Dienstag 03:32 Uhr; Mulders Apartment; Alexandria

Ihre Suche war praktisch ergebnislos geblieben, zwar hatten die Einsamen Schützen und Mulder bis nach Mitternacht etliche Telefonverbindungsdaten des Creansmanterlaboratory gecheckt, doch diese Sisyphus-Arbeit war im Sande verlaufen.
Die Überprüfung der jungen Frau von den Bändern der Psychiatrischen Einrichtung hatte, wovon keiner von ihnen überrascht gewesen war, ebenfalls nichts ergeben, da der Name den sie angegeben hatte, Silvia Morritsch, offensichtlich nicht ihrer wahren Identität entsprach.
Der Versuch Scullys Wagen via Satellit auszumachen war mehr der Griff nach dem Strohhalm, als ein tatsächlich zu realisierendes Unterfangen.

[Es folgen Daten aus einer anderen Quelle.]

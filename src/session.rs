use crate::error::NavError;
use std::fmt;

/// Credential context handed to a listing service on every call.
#[derive(Clone, Default)]
pub struct Session {
    token: Option<String>,
}

impl Session {
    pub fn new(token: Option<String>) -> Self {
        let token = token
            .map(|t| t.trim().to_string())
            .filter(|t| !t.is_empty());
        Self { token }
    }

    pub fn anonymous() -> Self {
        Self { token: None }
    }

    pub fn is_authenticated(&self) -> bool {
        self.token.is_some()
    }

    /// The bearer token, or an auth error when none was supplied.
    pub fn bearer(&self) -> Result<&str, NavError> {
        self.token
            .as_deref()
            .ok_or_else(|| NavError::Auth("no bearer token in session".to_string()))
    }
}

impl fmt::Debug for Session {
    fn fmt(&self, f: &mut fmt::Formatter<'_>) -> fmt::Result {
        f.debug_struct("Session")
            .field("token", &self.token.as_ref().map(|_| "<redacted>"))
            .finish()
    }
}
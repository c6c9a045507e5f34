pub mod app;
pub mod async_task;
pub mod cli;
pub mod config;
pub mod controller;
pub mod error;
pub mod event;
pub mod main_lib;
pub mod model;
pub mod navigation;
pub mod screenshot;
pub mod service;
pub mod session;
pub mod theme;
pub mod ui;
use ratatui::{
    layout::{Constraint, Direction, Layout, Rect},
    style::{Modifier, Style},
    text::{Line, Span},
    widgets::{Block, Borders, List, ListItem, Paragraph},
    Frame,
};

use crate::app::App;
use crate::model::Node;
use crate::theme::{get_theme, Theme};

const NAME_COLUMN_WIDTH: usize = 40;

pub fn draw(frame: &mut Frame, app: &App) {
    let theme = get_theme();
    let chunks = Layout::default()
        .direction(Direction::Vertical)
        .constraints([
            Constraint::Length(3), // breadcrumbs
            Constraint::Length(3), // search
            Constraint::Min(3),    // rows
            Constraint::Length(1), // selected node
            Constraint::Length(1), // pagination
            Constraint::Length(1), // status bar
        ])
        .split(frame.area());

    draw_breadcrumbs(frame, app, &theme, chunks[0]);
    draw_search(frame, app, &theme, chunks[1]);
    draw_rows(frame, app, &theme, chunks[2]);
    draw_selection_detail(frame, app, &theme, chunks[3]);
    draw_pagination(frame, app, &theme, chunks[4]);
    draw_status_bar(frame, app, &theme, chunks[5]);
}

fn draw_breadcrumbs(frame: &mut Frame, app: &App, theme: &Theme, area: Rect) {
    let trail = app.nav.trail();
    let last = app.nav.depth();
    let mut spans = Vec::with_capacity(trail.len() * 2);

    for (index, crumb) in trail.iter().enumerate() {
        if index > 0 {
            spans.push(Span::styled(" / ", Style::default().fg(theme.crumb_separator)));
        }
        let mut style = if index == last {
            Style::default().fg(theme.crumb_current).add_modifier(Modifier::BOLD)
        } else {
            Style::default().fg(theme.crumb)
        };
        if index == app.crumb_focus {
            style = style.bg(theme.crumb_focused_bg);
        }
        spans.push(Span::styled(crumb.clone(), style));
    }

    let block = Block::default().title(" Location ").borders(Borders::ALL);
    frame.render_widget(Paragraph::new(Line::from(spans)).block(block), area);
}

fn draw_search(frame: &mut Frame, app: &App, theme: &Theme, area: Rect) {
    let (border_style, text) = if app.in_search_mode {
        (
            Style::default().fg(theme.active_border),
            format!("{}_", app.search_input),
        )
    } else {
        (Style::default(), app.search_input.clone())
    };

    let mut spans = vec![Span::styled(
        text,
        Style::default().fg(if app.in_search_mode {
            theme.search_active
        } else {
            theme.search_inactive
        }),
    )];
    if !app.nav.is_root_view() && !app.search_input.is_empty() {
        spans.push(Span::styled(
            "  (search applies to the root listing only)",
            Style::default().fg(theme.search_inactive),
        ));
    }

    let block = Block::default()
        .title(" Search ")
        .borders(Borders::ALL)
        .border_style(border_style);
    frame.render_widget(Paragraph::new(Line::from(spans)).block(block), area);
}

fn row_label(node: &Node) -> String {
    let marker = if node.is_dir() { "▶" } else { " " };
    format!("{} {:<width$} ", marker, node.name, width = NAME_COLUMN_WIDTH)
}

fn draw_rows(frame: &mut Frame, app: &App, theme: &Theme, area: Rect) {
    let title = if app.nav.is_root_view() {
        " Name / Type ".to_string()
    } else {
        format!(" {} ", app.nav.trail().join(" / "))
    };
    let block = Block::default().title(title).borders(Borders::ALL);

    let rows = app.displayed_rows();
    if rows.is_empty() {
        let message = if app.ui.is_loading {
            "Loading...".to_string()
        } else if !app.search_input.is_empty() && app.nav.is_root_view() {
            format!("No entries match '{}'", app.search_input)
        } else {
            "No entries".to_string()
        };
        let paragraph = Paragraph::new(message)
            .block(block)
            .style(Style::default().fg(theme.empty_listing));
        frame.render_widget(paragraph, area);
        return;
    }

    let items: Vec<ListItem> = rows
        .iter()
        .map(|node| {
            let style = if node.is_dir() {
                Style::default().fg(theme.row_directory).add_modifier(Modifier::BOLD)
            } else {
                Style::default().fg(theme.row_file)
            };
            ListItem::new(Line::from(vec![
                Span::styled(row_label(node), style),
                Span::styled(node.type_label(), Style::default().fg(theme.row_type)),
            ]))
        })
        .collect();

    let list = List::new(items)
        .block(block)
        .highlight_style(
            Style::default()
                .bg(theme.row_selected_bg)
                .fg(theme.row_selected_fg)
                .add_modifier(Modifier::BOLD),
        )
        .highlight_symbol("");

    let mut list_state = app.list_state.clone();
    frame.render_stateful_widget(list, area, &mut list_state);
}

fn draw_selection_detail(frame: &mut Frame, app: &App, theme: &Theme, area: Rect) {
    let text = match app.selected_node() {
        Some(node) => {
            let id = node
                .id
                .as_ref()
                .map(|id| id.to_string())
                .unwrap_or_else(|| "-".to_string());
            if node.is_dir() {
                format!(
                    " Selected: {} (id {}, Folder, {} entries)",
                    node.name,
                    id,
                    node.children().len()
                )
            } else {
                format!(" Selected: {} (id {}, File)", node.name, id)
            }
        }
        None => " Nothing selected".to_string(),
    };
    frame.render_widget(
        Paragraph::new(text).style(Style::default().fg(theme.detail)),
        area,
    );
}

pub fn pagination_label(app: &App) -> String {
    format!(
        " Page {} of {} | {} rows per page | {} items",
        app.nav.page() + 1,
        app.nav.total_pages(),
        app.nav.page_size(),
        app.nav.total_elements()
    )
}

fn draw_pagination(frame: &mut Frame, app: &App, theme: &Theme, area: Rect) {
    frame.render_widget(
        Paragraph::new(pagination_label(app)).style(Style::default().fg(theme.pagination)),
        area,
    );
}

fn draw_status_bar(frame: &mut Frame, app: &App, theme: &Theme, area: Rect) {
    let mut spans = Vec::new();

    let status_text = if app.ui.is_loading {
        format!("Loading... | {}", app.ui.status_message)
    } else {
        app.ui.status_message.clone()
    };
    spans.push(Span::styled(status_text, Style::default().fg(theme.status_bar_fg)));

    if let Some(ref error) = app.ui.last_error {
        spans.push(Span::raw(" | "));
        spans.push(Span::styled(
            format!("Error: {}", error),
            Style::default().fg(theme.status_error),
        ));
    }
    if let Some(ref refreshed) = app.ui.last_refresh {
        spans.push(Span::raw(" | "));
        spans.push(Span::styled(
            format!("Updated {}", refreshed),
            Style::default().fg(theme.status_bar_fg),
        ));
    }

    let help_text = if app.in_search_mode {
        "Enter: Keep | Esc: Clear"
    } else {
        "Enter: Open | Bksp: Up | h: Home | n/p: Page | +/-: Size | /: Search | q: Quit"
    };
    spans.push(Span::raw(" | "));
    spans.push(Span::styled(help_text, Style::default().fg(theme.status_help_text)));

    let paragraph = Paragraph::new(Line::from(spans)).style(Style::default().bg(theme.status_bar_bg));
    frame.render_widget(paragraph, area);
}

Die Möglichkeit, sie offiziell als vermisste Person zu melden, hatten sie diskutiert, waren aber zu dem Entschluss gekommen, dass es sie vielleicht in Gefahr bringen könnte, wenn zu viel Aufmerksamkeit auf ihr und dieser Sache lag. Schließlich war sie mit einem nicht medikamentierten Soziopathen unterwegs, den sie ohne tatsächliche Befugnis aus einer psychiatrischen Anstalt für Gewaltverbrecher geholt hatte. Das Risiko schien zu groß. Zudem musste es zumindest eine Person innerhalb des FBI geben, die in Verbindung zu den Vorfällen der jüngeren Zeit stand, bislang diese nicht aufgedeckt werden würde, sollten Scullys und Oldbergs Verschwinden besser nicht publik werden. Mulder bestand darauf sein Treffen mit dieser Fremden abzuwarten.

Frustriert war er um kurz nach Mitternacht von den Gunmen aufgebrochen, um zu versuchen, wenigstens ein paar Stunden Schlaf zu bekommen, obwohl er wusste, dass ihm das unter diesen Umständen nicht möglich sein würde.

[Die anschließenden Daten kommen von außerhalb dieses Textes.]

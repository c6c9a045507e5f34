use clap::Parser;
use crossterm::{
    event::{DisableMouseCapture, EnableMouseCapture},
    execute,
    terminal::{disable_raw_mode, enable_raw_mode, EnterAlternateScreen, LeaveAlternateScreen},
};
use ratatui::{backend::CrosstermBackend, Terminal};
use std::{io, time::Duration};
use tokio::sync::mpsc;
use tokio_util::sync::CancellationToken;

use fsnav::app::App;
use fsnav::async_task::{self, Task, TaskResult};
use fsnav::cli::{Cli, Commands, ConnectionArgs};
use fsnav::config::Config;
use fsnav::controller::NavigationController;
use fsnav::error::{FsNavError, Result};
use fsnav::service::{FixtureListingService, HttpListingService, ListingService};
use fsnav::{event, main_lib, screenshot, ui};

const LOG_ENV: &str = "FSNAV_LOG";

#[tokio::main]
async fn main() -> Result<()> {
    // Initialize logger only if FSNAV_LOG environment variable is set
    if let Ok(log_file) = std::env::var(LOG_ENV) {
        let file = std::fs::OpenOptions::new()
            .create(true)
            .append(true)
            .open(&log_file)
            .map_err(|e| FsNavError::from(format!("Failed to open log file {}: {}", log_file, e)))?;
        env_logger::Builder::new()
            .target(env_logger::Target::Pipe(Box::new(file)))
            .filter_level(log::LevelFilter::Debug)
            .init();

        log::info!("fsnav starting up");
    }

    let cli = Cli::parse();

    match cli.command.unwrap_or(Commands::Run) {
        Commands::Run => run(&cli.connection).await,
        Commands::Snapshot {
            path,
            output,
            verbose,
        } => run_snapshot(&cli.connection, path.as_deref(), output.as_deref(), verbose).await,
        Commands::Screenshot {
            state,
            output,
            width,
            height,
        } => {
            screenshot::generate_screenshot(&state, output.as_deref(), width, height)
                .map_err(|e| FsNavError::from(e.to_string()))?;
            Ok(())
        }
    }
}

async fn run(connection: &ConnectionArgs) -> Result<()> {
    let config = main_lib::load_config(connection)?;

    match connection.fixture.as_deref() {
        Some(fixture) => {
            let service = FixtureListingService::from_file(fixture)?;
            log::info!("🗂️ main: serving {} root nodes from {}", service.roots().len(), fixture);
            run_interactive(config, service, true).await
        }
        None => {
            let service = HttpListingService::new(&config.server.base_url, config.server.timeout())?;
            log::info!("🌐 main: using {}", service.base_url());
            run_interactive(config, service, false).await
        }
    }
}

async fn run_snapshot(
    connection: &ConnectionArgs,
    path: Option<&str>,
    output: Option<&str>,
    verbose: bool,
) -> Result<()> {
    if verbose && std::env::var(LOG_ENV).is_err() {
        env_logger::Builder::new()
            .filter_level(log::LevelFilter::Debug)
            .init();
    }

    let config = main_lib::load_config(connection)?;
    let state = match connection.fixture.as_deref() {
        Some(fixture) => {
            let session = main_lib::session_for(&config, true)?;
            let service = FixtureListingService::from_file(fixture)?;
            let mut controller =
                NavigationController::new(service, session, config.controller_options());
            main_lib::take_snapshot(&mut controller, path).await?
        }
        None => {
            let session = main_lib::session_for(&config, false)?;
            let service = HttpListingService::new(&config.server.base_url, config.server.timeout())?;
            let mut controller =
                NavigationController::new(service, session, config.controller_options());
            main_lib::take_snapshot(&mut controller, path).await?
        }
    };

    main_lib::write_snapshot(&state, output)
}

async fn run_interactive<S: ListingService + 'static>(
    config: Config,
    service: S,
    using_fixture: bool,
) -> Result<()> {
    // Refuse to start without credentials before touching the terminal
    let session = main_lib::session_for(&config, using_fixture)?;
    let controller = NavigationController::new(service, session, config.controller_options());

    let page_size = config.paging.page_size;
    let mut app = App::new(config);

    // Setup terminal
    enable_raw_mode()?;
    let mut stdout = io::stdout();
    execute!(stdout, EnterAlternateScreen, EnableMouseCapture)?;
    let backend = CrosstermBackend::new(stdout);
    let mut terminal = Terminal::new(backend)?;

    // Setup async task channels
    let (task_sender, task_receiver) = mpsc::channel::<Task>(32);
    let (result_sender, mut result_receiver) = mpsc::channel::<TaskResult>(32);

    // Start background worker
    let shutdown = CancellationToken::new();
    let worker_handle = tokio::spawn(async_task::run_worker(
        controller,
        task_receiver,
        result_sender,
        shutdown.clone(),
    ));

    // Load initial data
    log::info!("📤 main: Sending LoadRootPage task");
    app.request(Task::LoadRootPage { page: 0, page_size }, &task_sender);

    // Main application loop
    let tick_rate = Duration::from_millis(250);
    let loop_result: Result<()> = async {
        loop {
            if app.ui.force_redraw {
                terminal.clear()?;
                app.ui.force_redraw = false;
            }

            terminal.draw(|f| ui::draw(f, &app))?;

            if crossterm::event::poll(tick_rate)? {
                let event = crossterm::event::read()?;
                if let Err(e) = event::handle_event(event, &mut app, &task_sender) {
                    app.ui.status_message = format!("Error handling event: {}", e);
                }
            }

            while let Ok(result) = result_receiver.try_recv() {
                log::debug!("📨 main: Received task result: {:?}", std::mem::discriminant(&result));
                main_lib::handle_task_result(&mut app, result);
            }

            if app.should_quit {
                return Ok(());
            }
        }
    }
    .await;

    // Cleanup
    shutdown.cancel();
    if tokio::time::timeout(Duration::from_secs(1), worker_handle).await.is_err() {
        log::warn!("🛑 main: worker did not stop in time");
    }

    // Restore terminal
    disable_raw_mode()?;
    execute!(
        terminal.backend_mut(),
        LeaveAlternateScreen,
        DisableMouseCapture
    )?;
    terminal.show_cursor()?;

    loop_result
}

So lag er nun im Dunkeln auf seiner Couch, starrte an die nicht erkennbare Decke und ging nochmals jede Kleinigkeit in seinem Kopf durch.
So angestrengt er auch nachdachte, er konnte nicht erkennen, wohin sie hätten fahren können.
Schließlich driftete er doch in einen kurzen, unruhigen Schlaf, der gespickt war mit schrecklichen Bildern – Duane Barry, der `Stairway to heaven´ pfiff, Samantha, die im Begriff war aus dem Fenster zu schweben, Donnie Pfaster, der mit verspieltem Blick eine Frisierschere in den Händen drehte und sich schließlich herabbeugte über Scully, die auf einem Krankenhausbett lag, mit Kabeln und Schläuchen um sie herum, ihre Augenlider zugeklebt, mit dem Schlauch des Inkubators, der sich aus ihrem Mund schlängelte, wie eine Giftschlange, dann wieder Samantha, die nicht Samantha war, sondern Scully und das Licht, das grelle, allesverschlingende Licht und die Worte Oldbergs, die zischten dass die Zeit knapp sei!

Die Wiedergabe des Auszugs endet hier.